START Data for the task

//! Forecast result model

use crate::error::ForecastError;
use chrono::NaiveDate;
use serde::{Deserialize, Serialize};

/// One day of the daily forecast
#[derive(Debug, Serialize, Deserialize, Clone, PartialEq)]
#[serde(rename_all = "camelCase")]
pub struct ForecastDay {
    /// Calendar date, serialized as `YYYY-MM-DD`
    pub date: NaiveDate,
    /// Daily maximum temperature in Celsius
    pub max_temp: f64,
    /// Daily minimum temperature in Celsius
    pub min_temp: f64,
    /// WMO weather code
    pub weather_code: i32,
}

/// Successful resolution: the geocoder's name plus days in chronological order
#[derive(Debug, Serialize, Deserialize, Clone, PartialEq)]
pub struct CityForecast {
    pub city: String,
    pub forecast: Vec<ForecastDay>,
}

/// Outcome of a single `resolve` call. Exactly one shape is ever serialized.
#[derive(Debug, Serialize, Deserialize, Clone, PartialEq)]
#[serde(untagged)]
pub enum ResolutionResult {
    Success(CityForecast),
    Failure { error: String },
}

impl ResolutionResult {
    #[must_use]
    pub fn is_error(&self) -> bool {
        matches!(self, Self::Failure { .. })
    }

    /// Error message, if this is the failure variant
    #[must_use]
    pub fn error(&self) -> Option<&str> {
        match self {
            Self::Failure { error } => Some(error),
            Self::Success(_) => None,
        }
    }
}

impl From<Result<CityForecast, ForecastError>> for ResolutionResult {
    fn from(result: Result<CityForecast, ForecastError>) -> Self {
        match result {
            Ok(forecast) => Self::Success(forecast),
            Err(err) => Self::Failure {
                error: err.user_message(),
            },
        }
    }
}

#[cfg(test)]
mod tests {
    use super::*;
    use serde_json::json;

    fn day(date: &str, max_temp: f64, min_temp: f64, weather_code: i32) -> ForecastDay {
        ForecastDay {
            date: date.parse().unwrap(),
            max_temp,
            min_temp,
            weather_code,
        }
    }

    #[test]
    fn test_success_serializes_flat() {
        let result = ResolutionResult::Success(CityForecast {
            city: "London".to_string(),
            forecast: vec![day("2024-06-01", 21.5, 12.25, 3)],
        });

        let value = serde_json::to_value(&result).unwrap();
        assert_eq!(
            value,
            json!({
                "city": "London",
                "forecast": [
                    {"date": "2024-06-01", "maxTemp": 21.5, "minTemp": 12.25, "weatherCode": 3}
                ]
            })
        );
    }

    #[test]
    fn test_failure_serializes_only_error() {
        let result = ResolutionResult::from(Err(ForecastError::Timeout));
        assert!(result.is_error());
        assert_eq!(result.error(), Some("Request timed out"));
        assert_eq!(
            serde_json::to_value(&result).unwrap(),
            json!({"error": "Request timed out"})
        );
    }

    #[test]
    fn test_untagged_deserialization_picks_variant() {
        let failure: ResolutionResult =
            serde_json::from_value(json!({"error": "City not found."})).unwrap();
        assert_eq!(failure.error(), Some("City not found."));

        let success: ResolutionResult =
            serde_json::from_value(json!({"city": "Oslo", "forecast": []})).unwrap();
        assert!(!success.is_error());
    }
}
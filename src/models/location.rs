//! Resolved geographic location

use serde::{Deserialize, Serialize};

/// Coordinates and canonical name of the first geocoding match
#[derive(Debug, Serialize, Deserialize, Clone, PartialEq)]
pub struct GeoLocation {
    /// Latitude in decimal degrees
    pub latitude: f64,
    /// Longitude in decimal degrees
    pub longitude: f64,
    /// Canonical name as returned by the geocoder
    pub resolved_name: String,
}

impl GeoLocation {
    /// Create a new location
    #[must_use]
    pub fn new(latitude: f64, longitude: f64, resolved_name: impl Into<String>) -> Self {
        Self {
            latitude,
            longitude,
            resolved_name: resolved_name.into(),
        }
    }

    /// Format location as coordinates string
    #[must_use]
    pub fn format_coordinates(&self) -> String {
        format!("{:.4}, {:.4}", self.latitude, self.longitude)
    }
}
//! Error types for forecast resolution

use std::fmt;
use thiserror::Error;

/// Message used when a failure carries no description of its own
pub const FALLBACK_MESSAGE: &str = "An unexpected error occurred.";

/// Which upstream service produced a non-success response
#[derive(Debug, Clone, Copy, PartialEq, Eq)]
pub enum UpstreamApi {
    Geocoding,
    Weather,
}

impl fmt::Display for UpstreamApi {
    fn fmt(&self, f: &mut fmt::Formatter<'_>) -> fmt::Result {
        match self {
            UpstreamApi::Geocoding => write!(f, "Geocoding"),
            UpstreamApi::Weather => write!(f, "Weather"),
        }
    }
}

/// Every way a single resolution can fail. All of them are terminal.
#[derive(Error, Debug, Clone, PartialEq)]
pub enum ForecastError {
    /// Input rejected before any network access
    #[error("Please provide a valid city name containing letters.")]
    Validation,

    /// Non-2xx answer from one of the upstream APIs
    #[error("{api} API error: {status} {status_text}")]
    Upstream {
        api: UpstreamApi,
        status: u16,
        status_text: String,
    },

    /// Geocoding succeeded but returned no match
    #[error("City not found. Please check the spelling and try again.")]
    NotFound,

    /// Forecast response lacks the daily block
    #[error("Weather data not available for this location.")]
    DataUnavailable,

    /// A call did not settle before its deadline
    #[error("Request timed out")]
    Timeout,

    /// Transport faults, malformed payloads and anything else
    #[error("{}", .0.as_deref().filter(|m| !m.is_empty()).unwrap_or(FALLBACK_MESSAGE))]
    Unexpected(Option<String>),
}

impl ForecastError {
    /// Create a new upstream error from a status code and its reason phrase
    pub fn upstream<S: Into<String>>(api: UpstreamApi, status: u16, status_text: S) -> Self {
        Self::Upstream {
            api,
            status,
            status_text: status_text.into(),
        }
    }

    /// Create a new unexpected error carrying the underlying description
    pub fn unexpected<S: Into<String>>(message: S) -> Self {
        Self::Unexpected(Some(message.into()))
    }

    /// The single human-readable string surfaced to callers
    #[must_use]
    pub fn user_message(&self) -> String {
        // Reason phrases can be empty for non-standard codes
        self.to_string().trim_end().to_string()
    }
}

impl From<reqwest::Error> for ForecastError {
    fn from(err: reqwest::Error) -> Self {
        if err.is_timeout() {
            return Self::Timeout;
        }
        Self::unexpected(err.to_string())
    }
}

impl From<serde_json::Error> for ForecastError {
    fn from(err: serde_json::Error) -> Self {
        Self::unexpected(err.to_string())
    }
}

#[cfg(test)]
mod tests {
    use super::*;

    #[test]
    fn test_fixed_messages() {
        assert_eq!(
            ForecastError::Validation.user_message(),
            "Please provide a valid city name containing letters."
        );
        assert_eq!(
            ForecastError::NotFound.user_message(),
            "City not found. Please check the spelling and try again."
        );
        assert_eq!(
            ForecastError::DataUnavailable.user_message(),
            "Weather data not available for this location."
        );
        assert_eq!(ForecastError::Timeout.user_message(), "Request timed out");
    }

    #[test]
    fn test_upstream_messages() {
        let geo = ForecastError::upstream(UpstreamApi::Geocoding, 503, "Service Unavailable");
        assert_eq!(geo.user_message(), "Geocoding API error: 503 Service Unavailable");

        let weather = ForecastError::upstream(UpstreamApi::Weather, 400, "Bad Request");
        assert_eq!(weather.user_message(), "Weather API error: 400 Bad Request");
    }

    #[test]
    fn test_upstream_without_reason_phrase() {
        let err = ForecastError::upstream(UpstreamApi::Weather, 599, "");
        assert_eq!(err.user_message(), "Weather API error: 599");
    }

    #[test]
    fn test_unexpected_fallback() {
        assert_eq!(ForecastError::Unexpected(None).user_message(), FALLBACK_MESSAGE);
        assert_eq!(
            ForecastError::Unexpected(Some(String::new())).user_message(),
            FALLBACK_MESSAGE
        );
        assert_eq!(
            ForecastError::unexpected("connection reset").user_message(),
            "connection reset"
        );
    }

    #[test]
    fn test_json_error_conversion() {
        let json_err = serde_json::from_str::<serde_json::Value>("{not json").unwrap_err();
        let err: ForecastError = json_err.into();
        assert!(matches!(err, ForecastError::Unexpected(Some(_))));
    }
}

END Data for the task

Give the number, and nothing else, of lines in the listing above that include the word "containing".

2